BERITAPERS || GOWA – Pemerintah Kabupaten (Pemkab) Gowa bersama Perum BULOG Cabang Makassar resmi meluncurkan Penyaluran Bantuan Pangan Alokasi Februari dan Maret Tahun 2026. Acara peluncuran tersebut dipusatkan di Aula Kantor Camat Pallangga pada Rabu (20/5). Program strategis ini dirancang untuk menjangkau sebanyak 70.944 Keluarga Penerima Manfaat (KPM) yang tersebar secara merata di 18 kecamatan di Kabupaten Gowa. Langkah masif ini diambil sebagai bentuk kehadiran negara dalam menjaga stabilitas pangan masyarakat di tingkat keluarga.
Bupati Gowa, Sitti Husniah Talenrang, dalam sambutannya menegaskan bahwa penyaluran bantuan ini sangat krusial untuk menjaga daya beli masyarakat di tengah fluktuasi harga kebutuhan pokok. Intervensi ini sekaligus menjadi tameng untuk memperkuat stabilitas pangan rumah tangga dari tekanan ekonomi dan risiko kerawanan pangan. “Pangan menyangkut keberlangsungan hidup keluarga. Ketika kebutuhan dasar masyarakat terjaga, maka kesehatan anak, kualitas belajar, hingga stabilitas sosial ikut terlindungi,” ujar Bupati perempuan pertama di Gowa tersebut di hadapan para undangan.
Bupati Talenrang membeberkan bahwa cakupan penerima bantuan tahun ini mengalami lompatan yang sangat signifikan dibanding periode sebelumnya. Jika pada tahun 2025 jumlah penerima tercatat sebanyak 47.307 keluarga, maka pada tahun 2026 ini angka tersebut melonjak hampir 50 persen menjadi 70.944 penerima manfaat. Peningkatan kuota yang drastis ini menunjukkan komitmen kuat dari pemerintah daerah untuk memperluas jaring pengaman sosial, sehingga lebih banyak warga prasejahtera yang mendapatkan perlindungan pemenuhan pangan pokok.
Guna menghindari terjadinya salah sasaran, Bupati menegaskan bahwa seluruh data penerima manfaat tahun ini mengacu ketat pada Data Tunggal Sosial Ekonomi Nasional (DTSEN) Kementerian Sosial RI. Dengan basis data yang valid, penyaluran bantuan pangan ini dipastikan berjalan lebih terukur, transparan, dan akuntabel. “Program ini membantu menjaga pasokan pangan keluarga tetap aman, terutama pada masa transisi panen. Di saat yang sama, intervensi ini ikut menahan tekanan harga di pasar agar tetap terkendali,” jelasnya lebih lanjut.
Pada momentum penting tersebut, Bupati Talenrang juga mengeluarkan instruksi tegas kepada seluruh jajaran perangkat daerah, mulai dari camat, lurah, hingga kepala desa.

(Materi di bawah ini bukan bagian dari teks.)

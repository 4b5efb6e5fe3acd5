//! Error types for mailbox operations.

use std::path::PathBuf;

use thiserror::Error;

/// Errors that can occur while operating on a mailbox session.
#[derive(Error, Debug)]
pub enum MailboxError {
    /// Failed to reach the IMAP server.
    #[error("IMAP connection failed: {0}")]
    ConnectionFailed(String),

    /// TLS negotiation failed.
    #[error("TLS error: {0}")]
    TlsError(String),

    /// The server rejected the credentials.
    #[error("Authentication failed: {0}")]
    AuthenticationFailed(String),

    /// No usable password source was configured, or the source was empty.
    #[error("Credentials not found: {0}")]
    CredentialsNotFound(String),

    /// Folder selection was rejected by the store.
    #[error("IMAP folder '{0}' not found")]
    FolderNotFound(String),

    /// A folder was re-selected under a different UIDVALIDITY epoch; unique
    /// ids recorded for it earlier no longer identify the same messages.
    #[error("UIDVALIDITY changed for folder '{0}': was {1}, now {2}")]
    UidValidityChanged(String, u32, u32),

    /// An operation that requires an open folder ran before any selection.
    #[error("No folder selected")]
    NoFolderSelected,

    /// The sequence number matched no message in the selected folder.
    #[error("Message {0} not found in the selected folder")]
    MessageNotFound(u32),

    /// The unique id matched no message in the selected folder.
    #[error("No message with unique id {0} in the selected folder")]
    UidNotFound(u32),

    /// The store refused to relocate the message.
    #[error("Could not move message {sequence} to '{destination}': {reason}")]
    MoveFailed {
        sequence: u32,
        destination: String,
        reason: String,
    },

    /// The fetched payload was not a parseable message.
    #[error("Failed to parse message: {0}")]
    ParseError(String),

    /// Any other IMAP-level failure.
    #[error("IMAP protocol error: {0}")]
    ProtocolError(String),

    /// The configured time budget for a network operation ran out.
    #[error("Operation timed out: {0}")]
    Timeout(String),
}

impl From<async_native_tls::Error> for MailboxError {
    fn from(err: async_native_tls::Error) -> Self {
        MailboxError::TlsError(err.to_string())
    }
}

/// Errors from handing attachment bytes to the filesystem.
#[derive(Error, Debug)]
pub enum StorageError {
    #[error("Failed to write file '{path}': {source}")]
    WriteFile {
        path: PathBuf,
        #[source]
        source: std::io::Error,
    },
}

/// Result type for mailbox operations.
pub type Result<T> = std::result::Result<T, MailboxError>;
//! Message summarization and attachment extraction.

use std::path::Path;

use log::debug;
use mail_parser::{Message, MessageParser, MessagePartId, MimeHeaders, PartType};

use crate::error::{MailboxError, Result, StorageError};

/// Flags attached to a message in the store.
#[derive(Debug, Clone, Copy, PartialEq, Eq, Hash)]
pub enum MessageFlag {
    Seen,
    Answered,
    Flagged,
    Deleted,
    Draft,
    Recent,
}

/// A single attachment extracted from a message.
#[derive(Debug, Clone)]
pub struct Attachment {
    /// Descriptive name declared by the message part; may be empty.
    pub name: String,
    /// MIME type inferred from the file extension of `name`, falling back to
    /// `application/octet-stream`.
    pub mime_type: String,
    /// Transfer-decoded content bytes.
    pub content: Vec<u8>,
}

impl Attachment {
    /// Hands the decoded content to the filesystem, replacing `path`.
    pub fn save_to<P: AsRef<Path>>(&self, path: P) -> std::result::Result<(), StorageError> {
        crate::storage::write_attachment(path, &self.content)
    }
}

/// Everything the session reads out of a single message.
#[derive(Debug, Clone)]
pub struct MessageSummary {
    /// 1-based position in the selected folder. Valid only for the current
    /// connection; invalidated by moves and deletions of earlier messages.
    pub sequence: u32,
    /// Store-assigned unique id, stable within the folder's UIDVALIDITY epoch.
    pub uid: u32,
    pub from: String,
    pub to: String,
    pub date: String,
    pub subject: String,
    /// One entry per `Received` header, in the order the store returned them.
    /// A message with a single hop yields a one-element vector.
    pub smtp_history: Vec<String>,
    pub flags: Vec<MessageFlag>,
    /// First text part of the body; empty when the message has none.
    pub body: String,
    pub attachments: Vec<Attachment>,
}

/// Extracts the attachments of a raw message.
///
/// A message with a single part has no attachments and yields an empty
/// vector. For multipart messages the top-level parts 2..N are examined
/// (part 1 is the primary body). A part that is itself a container or that
/// lacks a Content-Description is skipped; one unreadable part never aborts
/// extraction of the rest.
pub fn extract_attachments(raw: &[u8]) -> Result<Vec<Attachment>> {
    let message = parse(raw)?;
    Ok(attachments_of(&message))
}

pub(crate) fn summarize(
    sequence: u32,
    uid: u32,
    flags: Vec<MessageFlag>,
    raw: &[u8],
) -> Result<MessageSummary> {
    let message = parse(raw)?;
    let summary = MessageSummary {
        sequence,
        uid,
        from: message
            .from()
            .and_then(|addr| addr.first())
            .map(format_address)
            .unwrap_or_default(),
        to: message
            .to()
            .and_then(|addr| addr.first())
            .map(format_address)
            .unwrap_or_default(),
        date: message.date().map(|d| d.to_rfc3339()).unwrap_or_default(),
        subject: message.subject().unwrap_or_default().to_string(),
        smtp_history: received_chain(&message),
        body: message
            .body_text(0)
            .map(|text| text.to_string())
            .unwrap_or_default(),
        attachments: attachments_of(&message),
        flags,
    };

    debug!(
        "Summarized message {} (uid {}): from={:?} subject={:?}",
        sequence, uid, summary.from, summary.subject
    );
    Ok(summary)
}

fn parse(raw: &[u8]) -> Result<Message<'_>> {
    MessageParser::default()
        .parse(raw)
        .ok_or_else(|| MailboxError::ParseError("not a parseable RFC 822 message".to_string()))
}

fn attachments_of(message: &Message) -> Vec<Attachment> {
    let root = match message.parts.first() {
        Some(root) => root,
        None => return Vec::new(),
    };

    // Part 1 is the primary body; only its siblings can be attachments.
    let children = match &root.body {
        PartType::Multipart(ids) => ids,
        _ => return Vec::new(),
    };

    let mut attachments = Vec::new();
    for (position, part_id) in children.iter().enumerate().skip(1) {
        match read_part(message, *part_id) {
            Ok(attachment) => {
                debug!(
                    "Got part {} as attachment {:?} ({}, {} bytes)",
                    position + 1,
                    attachment.name,
                    attachment.mime_type,
                    attachment.content.len()
                );
                attachments.push(attachment);
            }
            Err(reason) => {
                debug!("Skipping part {}: {}", position + 1, reason);
            }
        }
    }
    attachments
}

fn read_part(message: &Message, id: MessagePartId) -> std::result::Result<Attachment, String> {
    let part = message.part(id).ok_or_else(|| "no such part".to_string())?;

    let name = part
        .content_description()
        .map(str::to_string)
        .ok_or_else(|| "part carries no Content-Description".to_string())?;

    let content = match &part.body {
        PartType::Binary(data) | PartType::InlineBinary(data) => data.to_vec(),
        PartType::Text(text) => text.as_bytes().to_vec(),
        PartType::Html(html) => html.as_bytes().to_vec(),
        PartType::Message(_) => return Err("nested message part".to_string()),
        PartType::Multipart(_) => return Err("nested multipart container".to_string()),
    };

    let mime_type = mime_guess::from_path(&name)
        .first_or_octet_stream()
        .essence_str()
        .to_string();

    Ok(Attachment {
        name,
        mime_type,
        content,
    })
}

fn received_chain(message: &Message) -> Vec<String> {
    let raw = message.raw_message.as_ref();
    message
        .headers()
        .iter()
        .filter(|header| header.name().eq_ignore_ascii_case("received"))
        .filter_map(|header| raw.get(header.offset_start as usize..header.offset_end as usize))
        .map(unfold)
        .collect()
}

/// Collapses folded header continuation lines into a single line.
fn unfold(raw: &[u8]) -> String {
    String::from_utf8_lossy(raw)
        .lines()
        .map(str::trim)
        .filter(|line| !line.is_empty())
        .collect::<Vec<_>>()
        .join(" ")
}

/// Formats an address as "Name <mailbox@host>", or just the mailbox when no
/// display name is present.
fn format_address(addr: &mail_parser::Addr) -> String {
    match addr.name() {
        Some(name) => format!("{} <{}>", name, addr.address().unwrap_or_default()),
        None => addr.address().unwrap_or_default().to_string(),
    }
}
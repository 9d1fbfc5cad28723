//! FK dependency graph types

use crate::meta::{ForeignKeyMeta, LockLevel};
use serde::{Deserialize, Serialize};
use std::fmt;

/// Which way an edge points relative to the altered table
#[derive(Debug, Clone, Copy, PartialEq, Eq, Hash, Serialize, Deserialize)]
#[serde(rename_all = "SCREAMING_SNAKE_CASE")]
pub enum FkDirection {
    /// The altered table (or an ancestor) references this table
    Parent,
    /// This table references the altered table (or a descendant)
    Child,
}

impl FkDirection {
    pub fn as_str(&self) -> &'static str {
        match self {
            FkDirection::Parent => "PARENT",
            FkDirection::Child => "CHILD",
        }
    }
}

impl fmt::Display for FkDirection {
    fn fmt(&self, f: &mut fmt::Formatter<'_>) -> fmt::Result {
        f.write_str(self.as_str())
    }
}

/// Lock a linked table is expected to take while the DDL runs
#[derive(Debug, Clone, PartialEq, Serialize, Deserialize)]
pub struct LockImpact {
    /// A metadata lock is taken on the linked table
    pub metadata_lock: bool,
    pub lock_level: LockLevel,
    /// Human-readable cause
    pub reason: String,
}

/// One edge of the graph
#[derive(Debug, Clone, PartialEq, Serialize, Deserialize)]
pub struct FkRelation {
    /// Qualified name of the linked table
    pub table: String,
    /// The constraint that links it
    pub constraint: ForeignKeyMeta,
    pub direction: FkDirection,
    /// Hops from the altered table, starting at 1
    pub depth: u32,
    pub lock_impact: LockImpact,
}

/// Tables transitively linked to the altered table through foreign keys
#[derive(Debug, Clone, Default, PartialEq, Serialize, Deserialize)]
pub struct FkGraph {
    pub root: String,
    #[serde(default, skip_serializing_if = "Vec::is_empty")]
    pub parents: Vec<FkRelation>,
    #[serde(default, skip_serializing_if = "Vec::is_empty")]
    pub children: Vec<FkRelation>,
    pub max_depth: u32,
    #[serde(default, skip_serializing_if = "Vec::is_empty")]
    pub warnings: Vec<String>,
}

impl FkGraph {
    pub fn new(root: impl Into<String>, max_depth: u32) -> Self {
        Self {
            root: root.into(),
            max_depth,
            ..Default::default()
        }
    }

    pub fn total_affected_tables(&self) -> usize {
        self.parents.len() + self.children.len()
    }

    /// Parents first, then children
    pub fn all_relations(&self) -> Vec<&FkRelation> {
        self.parents.iter().chain(self.children.iter()).collect()
    }

    pub fn is_empty(&self) -> bool {
        self.total_affected_tables() == 0
    }
}
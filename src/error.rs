//! Error handling module
//!
//! Parser and reporter errors convert into [`AppError`], which the HTTP API
//! turns into a JSON error body.

use crate::parser::ParseError;
use crate::reporter::ReportError;
use axum::{
    http::StatusCode,
    response::{IntoResponse, Response},
    Json,
};
use serde::Serialize;
use thiserror::Error;
use tracing::error;

/// Application-wide error type
#[derive(Error, Debug)]
pub enum AppError {
    #[error("Parse error: {0}")]
    Parse(#[from] ParseError),

    #[error("Report error: {0}")]
    Report(#[from] ReportError),

    #[error("Validation error: {0}")]
    Validation(String),

    #[error("Bad request: {0}")]
    BadRequest(String),
}

/// Error response structure
#[derive(Serialize)]
pub struct ErrorResponse {
    pub success: bool,
    pub message: String,
    #[serde(skip_serializing_if = "Option::is_none")]
    pub error: Option<String>,
    #[serde(skip_serializing_if = "Option::is_none")]
    pub code: Option<String>,
}

impl AppError {
    fn parts(&self) -> (StatusCode, &'static str, String, Option<String>) {
        match self {
            AppError::Parse(e) => (StatusCode::BAD_REQUEST, "PARSE_ERROR", e.to_string(), None),
            AppError::Report(e) => {
                error!("Report error: {}", e);
                (
                    StatusCode::INTERNAL_SERVER_ERROR,
                    "REPORT_ERROR",
                    "Failed to render report".to_string(),
                    Some(e.to_string()),
                )
            }
            AppError::Validation(msg) => (StatusCode::BAD_REQUEST, "VALIDATION_ERROR", msg.clone(), None),
            AppError::BadRequest(msg) => (StatusCode::BAD_REQUEST, "BAD_REQUEST", msg.clone(), None),
        }
    }
}

impl IntoResponse for AppError {
    fn into_response(self) -> Response {
        let (status, error_code, message, details) = self.parts();

        let body = Json(ErrorResponse {
            success: false,
            message,
            error: details,
            code: Some(error_code.to_string()),
        });

        (status, body).into_response()
    }
}

/// Result type alias for API handlers
pub type ApiResult<T> = Result<T, AppError>;

/// Helper function to create a validation error
pub fn validation_error(msg: impl Into<String>) -> AppError {
    AppError::Validation(msg.into())
}
//! Analysis orchestration
//!
//! Runs every parsed ALTER statement through the predictor and the FK resolver
//! against one metadata provider.

use crate::fkresolver::Resolver;
use crate::meta::{qualified_name, AlterOperation, MetadataProvider};
use crate::predictor::{PredictOptions, Predictor};
use crate::reporter::{AnalysisResult, Report};
use tracing::{debug, info};

pub struct Analyzer {
    predictor: Predictor,
    resolver: Resolver,
    default_database: String,
}

impl Analyzer {
    pub fn new(fk_checks: bool, fk_depth: u32, default_database: impl Into<String>) -> Self {
        Self {
            predictor: Predictor::with_options(PredictOptions {
                foreign_key_checks: fk_checks,
            }),
            resolver: Resolver::new(fk_depth, fk_checks),
            default_database: default_database.into(),
        }
    }

    /// Statement schema, else the configured default database
    pub fn schema_for<'a>(&'a self, operation: &'a AlterOperation) -> &'a str {
        if operation.schema.is_empty() {
            &self.default_database
        } else {
            &operation.schema
        }
    }

    pub fn analyze(&self, operations: &[AlterOperation], provider: &dyn MetadataProvider) -> Report {
        info!(
            "Analyzing {} ALTER statements (MySQL {})",
            operations.len(),
            provider.mysql_version()
        );

        let analyses = operations
            .iter()
            .map(|operation| self.analyze_operation(operation, provider))
            .collect();

        Report { analyses }
    }

    fn analyze_operation(&self, operation: &AlterOperation, provider: &dyn MetadataProvider) -> AnalysisResult {
        let schema = self.schema_for(operation);
        let table = qualified_name(schema, &operation.table);

        let snapshot = match provider.get_table_meta(schema, &operation.table) {
            Ok(snapshot) => Some(snapshot),
            Err(e) => {
                debug!("No metadata for {}: {}", table, e);
                None
            }
        };

        let predictions = self.predictor.predict_all(operation, snapshot.as_ref());
        let fk_graph = self
            .resolver
            .resolve(provider, schema, &operation.table, &operation.actions);

        debug!(
            "{}: {} actions, {} FK-linked tables",
            table,
            predictions.len(),
            fk_graph.total_affected_tables()
        );

        AnalysisResult {
            table,
            sql: operation.raw_sql.clone(),
            predictions,
            fk_graph: Some(fk_graph),
        }
    }
}

#[cfg(test)]
mod tests {
    use super::*;
    use crate::meta::{Algorithm, Catalog, ForeignKeyMeta, OfflineProvider, RiskLevel, TableSnapshot};
    use crate::parser::parse;
    use pretty_assertions::assert_eq;

    fn catalog() -> Catalog {
        let fk = ForeignKeyMeta {
            constraint_name: "fk_orders_user".into(),
            source_schema: "shop".into(),
            source_table: "orders".into(),
            source_columns: vec!["user_id".into()],
            referenced_schema: "shop".into(),
            referenced_table: "users".into(),
            referenced_columns: vec!["id".into()],
            ..Default::default()
        };
        Catalog::from_snapshots(
            vec![
                TableSnapshot {
                    schema: "shop".into(),
                    table: "users".into(),
                    engine: "InnoDB".into(),
                    referenced_by: vec![fk.clone()],
                    ..Default::default()
                },
                TableSnapshot {
                    schema: "shop".into(),
                    table: "orders".into(),
                    engine: "InnoDB".into(),
                    row_count: 10_000,
                    data_length: 100 * 1024 * 1024,
                    foreign_keys: vec![fk],
                    ..Default::default()
                },
            ],
            "8.0.36",
        )
    }

    #[test]
    fn test_default_database_fills_missing_schema() {
        let ops = parse("ALTER TABLE orders ADD INDEX idx_note (note); ALTER TABLE other.t FORCE;").unwrap();
        let report = Analyzer::new(true, 5, "shop").analyze(&ops, &catalog());

        assert_eq!(report.analyses.len(), 2);
        assert_eq!(report.analyses[0].table, "shop.orders");
        assert_eq!(report.analyses[0].sql, "ALTER TABLE orders ADD INDEX idx_note (note)");
        assert_eq!(report.analyses[1].table, "other.t");
    }

    #[test]
    fn test_snapshot_feeds_predictions_and_graph() {
        let ops = parse("ALTER TABLE orders ADD INDEX idx_note (note)").unwrap();
        let report = Analyzer::new(true, 5, "shop").analyze(&ops, &catalog());
        let analysis = &report.analyses[0];

        assert_eq!(analysis.predictions[0].algorithm, Algorithm::Inplace);
        assert!(analysis.predictions[0].duration.available);
        assert_eq!(analysis.fk_propagation().map(|g| g.total_affected_tables()), Some(1));
    }

    #[test]
    fn test_offline_analysis_has_no_table_data() {
        let ops = parse("ALTER TABLE orders DROP COLUMN note, ENGINE=InnoDB").unwrap();
        let report = Analyzer::new(true, 5, "").analyze(&ops, &OfflineProvider::new("8.0"));
        let analysis = &report.analyses[0];

        assert_eq!(analysis.table, "orders");
        assert_eq!(analysis.predictions.len(), 2);
        assert!(analysis.predictions.iter().all(|p| !p.duration.available));
        assert!(analysis.fk_propagation().is_none());
        assert_eq!(report.worst_risk_level(), RiskLevel::Critical);
    }

    #[test]
    fn test_fk_checks_off_changes_prediction_and_graph() {
        let ops = parse("ALTER TABLE orders ADD CONSTRAINT fk_x FOREIGN KEY (x_id) REFERENCES x (id)").unwrap();
        let report = Analyzer::new(false, 5, "shop").analyze(&ops, &catalog());
        let analysis = &report.analyses[0];

        assert_eq!(analysis.predictions[0].algorithm, Algorithm::Inplace);
        assert!(analysis.fk_propagation().is_none());
    }

    #[test]
    fn test_self_referencing_fk_reports_cycle_warning() {
        let fk = ForeignKeyMeta {
            constraint_name: "fk_employee_manager".into(),
            source_schema: "hr".into(),
            source_table: "employees".into(),
            source_columns: vec!["manager_id".into()],
            referenced_schema: "hr".into(),
            referenced_table: "employees".into(),
            referenced_columns: vec!["id".into()],
            ..Default::default()
        };
        let catalog = Catalog::from_snapshots(
            vec![TableSnapshot {
                schema: "hr".into(),
                table: "employees".into(),
                engine: "InnoDB".into(),
                foreign_keys: vec![fk.clone()],
                referenced_by: vec![fk],
                ..Default::default()
            }],
            "8.0.36",
        );
        let ops = parse("ALTER TABLE employees ADD INDEX idx_name (name)").unwrap();
        let report = Analyzer::new(true, 5, "hr").analyze(&ops, &catalog);

        let graph = report.analyses[0].fk_propagation();
        assert_eq!(graph.map(|g| g.total_affected_tables()), Some(0));
        let warnings = graph.map(|g| g.warnings.clone()).unwrap_or_default();
        assert!(!warnings.is_empty());
        assert!(warnings
            .iter()
            .all(|w| w == "Circular FK reference detected: hr.employees (skipping)"));
    }
}
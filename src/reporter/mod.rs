//! Report rendering
//!
//! - `text`: human-readable report for terminals
//! - `json`: flat, one entry per prediction, for CI pipelines

pub mod json;
pub mod text;

pub use json::JsonReporter;
pub use text::TextReporter;

use crate::fkresolver::FkGraph;
use crate::meta::{LockLevel, RiskLevel};
use crate::predictor::Prediction;
use serde::{Deserialize, Serialize};
use std::str::FromStr;
use thiserror::Error;

#[derive(Error, Debug)]
pub enum ReportError {
    #[error("failed to serialize report: {0}")]
    Json(#[from] serde_json::Error),

    #[error("failed to format report: {0}")]
    Fmt(#[from] std::fmt::Error),
}

/// Analysis of one ALTER TABLE statement
#[derive(Debug, Clone, PartialEq, Serialize, Deserialize)]
pub struct AnalysisResult {
    /// Qualified name of the altered table
    pub table: String,
    pub sql: String,
    pub predictions: Vec<Prediction>,
    #[serde(rename = "fk_propagation", skip_serializing_if = "Option::is_none")]
    pub fk_graph: Option<FkGraph>,
}

impl AnalysisResult {
    /// FK graph, only when it links at least one table or carries warnings
    pub fn fk_propagation(&self) -> Option<&FkGraph> {
        self.fk_graph
            .as_ref()
            .filter(|graph| !graph.is_empty() || !graph.warnings.is_empty())
    }
}

/// All analyses of one run
#[derive(Debug, Clone, Default, PartialEq, Serialize, Deserialize)]
pub struct Report {
    pub analyses: Vec<AnalysisResult>,
}

impl Report {
    /// Every prediction across all analyses
    pub fn predictions(&self) -> impl Iterator<Item = &Prediction> {
        self.analyses.iter().flat_map(|a| a.predictions.iter())
    }

    pub fn worst_risk_level(&self) -> RiskLevel {
        worst_risk_level(self.predictions())
    }
}

/// Renders a report to a string
pub trait Reporter {
    fn render(&self, report: &Report) -> Result<String, ReportError>;
}

/// Highest risk tier among `predictions`, LOW when there are none
pub fn worst_risk_level<'a>(predictions: impl IntoIterator<Item = &'a Prediction>) -> RiskLevel {
    predictions
        .into_iter()
        .map(|p| p.risk_level)
        .max()
        .unwrap_or(RiskLevel::Low)
}

/// Lock name shown for a linked table: InnoDB takes a shared read MDL unless
/// the constraint itself changes
pub fn fk_lock_type(level: LockLevel) -> &'static str {
    match level {
        LockLevel::Exclusive => "EXCLUSIVE",
        LockLevel::Shared | LockLevel::None => "SHARED_READ",
    }
}

/// Output format selectable from the CLI and the HTTP API
#[derive(Debug, Clone, Copy, Default, PartialEq, Eq, Serialize, Deserialize)]
#[serde(rename_all = "lowercase")]
pub enum OutputFormat {
    #[default]
    Text,
    Json,
}

impl OutputFormat {
    pub fn reporter(&self) -> Box<dyn Reporter + Send + Sync> {
        match self {
            OutputFormat::Text => Box::new(TextReporter),
            OutputFormat::Json => Box::new(JsonReporter),
        }
    }
}

impl FromStr for OutputFormat {
    type Err = String;

    fn from_str(s: &str) -> Result<Self, Self::Err> {
        match s.to_ascii_lowercase().as_str() {
            "text" => Ok(OutputFormat::Text),
            "json" => Ok(OutputFormat::Json),
            other => Err(format!("unsupported format: {} (expected text or json)", other)),
        }
    }
}

#[cfg(test)]
pub(crate) mod fixtures {
    use super::*;
    use crate::fkresolver::{FkDirection, FkRelation, LockImpact};
    use crate::meta::{ActionKind, AlterAction, ForeignKeyMeta, TableSnapshot};
    use crate::predictor::Predictor;

    pub fn orders_snapshot() -> TableSnapshot {
        TableSnapshot {
            schema: "shop".into(),
            table: "orders".into(),
            engine: "InnoDB".into(),
            row_count: 1_200_000,
            data_length: 524 * 1024 * 1024,
            index_length: 64 * 1024 * 1024,
            ..Default::default()
        }
    }

    pub fn relation(table: &str, direction: FkDirection, depth: u32, lock_level: LockLevel) -> FkRelation {
        FkRelation {
            table: table.into(),
            constraint: ForeignKeyMeta {
                constraint_name: format!("fk_{}", table.replace('.', "_")),
                source_columns: vec!["user_id".into()],
                referenced_columns: vec!["id".into()],
                ..Default::default()
            },
            direction,
            depth,
            lock_impact: LockImpact {
                metadata_lock: true,
                lock_level,
                reason: "FK: orders.user_id -> users.id".into(),
            },
        }
    }

    /// ADD COLUMN on `shop.orders`, with one parent and one grandchild
    pub fn sample_report(with_metadata: bool) -> Report {
        let snapshot = orders_snapshot();
        let table = with_metadata.then_some(&snapshot);
        let prediction = Predictor::new().predict(&AlterAction::new(ActionKind::AddColumn), table);

        let mut graph = FkGraph::new("shop.orders", 5);
        graph
            .parents
            .push(relation("shop.users", FkDirection::Parent, 1, LockLevel::Shared));
        graph
            .children
            .push(relation("shop.refunds", FkDirection::Child, 2, LockLevel::Exclusive));

        Report {
            analyses: vec![AnalysisResult {
                table: "shop.orders".into(),
                sql: "ALTER TABLE orders ADD COLUMN note TEXT".into(),
                predictions: vec![prediction],
                fk_graph: Some(graph),
            }],
        }
    }
}

#[cfg(test)]
mod tests {
    use super::*;
    use crate::meta::{ActionKind, AlterAction};
    use crate::predictor::Predictor;
    use pretty_assertions::assert_eq;

    #[test]
    fn test_worst_risk_level_of_nothing_is_low() {
        assert_eq!(worst_risk_level(Vec::<Prediction>::new().iter()), RiskLevel::Low);
        assert_eq!(Report::default().worst_risk_level(), RiskLevel::Low);
    }

    #[test]
    fn test_worst_risk_level_takes_max() {
        let predictor = Predictor::new();
        let predictions = vec![
            predictor.predict(&AlterAction::new(ActionKind::RenameTable), None),
            predictor.predict(&AlterAction::new(ActionKind::ForceRebuild), None),
            predictor.predict(&AlterAction::new(ActionKind::AddIndex), None),
        ];
        assert_eq!(worst_risk_level(&predictions), RiskLevel::High);
    }

    #[test]
    fn test_fk_lock_type() {
        assert_eq!(fk_lock_type(LockLevel::Exclusive), "EXCLUSIVE");
        assert_eq!(fk_lock_type(LockLevel::Shared), "SHARED_READ");
        assert_eq!(fk_lock_type(LockLevel::None), "SHARED_READ");
    }

    #[test]
    fn test_output_format_from_str() {
        assert_eq!("JSON".parse::<OutputFormat>(), Ok(OutputFormat::Json));
        assert_eq!("text".parse::<OutputFormat>(), Ok(OutputFormat::Text));
        assert!("yaml".parse::<OutputFormat>().is_err());
    }

    #[test]
    fn test_empty_fk_graph_is_not_propagation() {
        let mut report = fixtures::sample_report(false);
        assert!(report.analyses[0].fk_propagation().is_some());
        report.analyses[0].fk_graph = Some(FkGraph::new("shop.orders", 5));
        assert!(report.analyses[0].fk_propagation().is_none());
    }

    #[test]
    fn test_warning_only_graph_is_kept() {
        let mut report = fixtures::sample_report(false);
        let mut graph = FkGraph::new("shop.orders", 5);
        graph
            .warnings
            .push("Circular FK reference detected: shop.orders (skipping)".into());
        report.analyses[0].fk_graph = Some(graph);

        let kept = report.analyses[0].fk_propagation();
        assert_eq!(kept.map(FkGraph::total_affected_tables), Some(0));
        assert_eq!(kept.map(|g| g.warnings.len()), Some(1));
    }
}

Ia memerintahkan aparatnya untuk mengawal ketat distribusi bantuan secara langsung di lapangan agar tidak terjadi keterlambatan apalagi praktik pungutan liar. “Pastikan bantuan diterima masyarakat dengan tepat jumlah, tepat kualitas, dan tepat sasaran. Layani masyarakat dengan sikap humanis karena yang disalurkan ini adalah hak mereka,” instruksi oranvg nomor satu di Gowa ini.
Sementara itu, Kepala Perum BULOG Cabang Makassar, Faris Sudirman AR, menyatakan kesiapan instansinya untuk menyuplai kebutuhan pangan tersebut secara bertahap ke seluruh wilayah Gowa.
Pada peluncuran perdana di Kecamatan Pallangga ini, BULOG menggelontorkan sekitar 60 ton setara beras berkualitas baik. Faris berkomitmen penuh untuk menjaga kelancaran pasokan logistik ini hingga ke kecamatan terakhir.
Adapun setiap KPM nantinya akan membawa pulang total bantuan berupa 20 kilogram beras dan 4 liter minyak goreng untuk jatah alokasi dua bulan.
Peluncuran program bantuan pangan berskala besar ini turut dihadiri dan disaksikan langsung oleh Kepala Dinas Ketahanan Pangan Kabupaten Gowa Ratnawati,
Kepala Dinas Sosial Kabupaten Gowa Firdaus, serta para Camat se-Kabupaten Gowa. Sinergi lintas sektoral ini diharapkan mampu menciptakan iklim ketahanan pangan yang kondusif di wilayah Kabupaten Gowa sepanjang tahun 2026.
Warga yang hadir di lokasi peluncuran pun menyambut gembira bantuan ini, yang dinilai sangat tepat waktu dalam meringankan beban pengeluaran dapur mereka.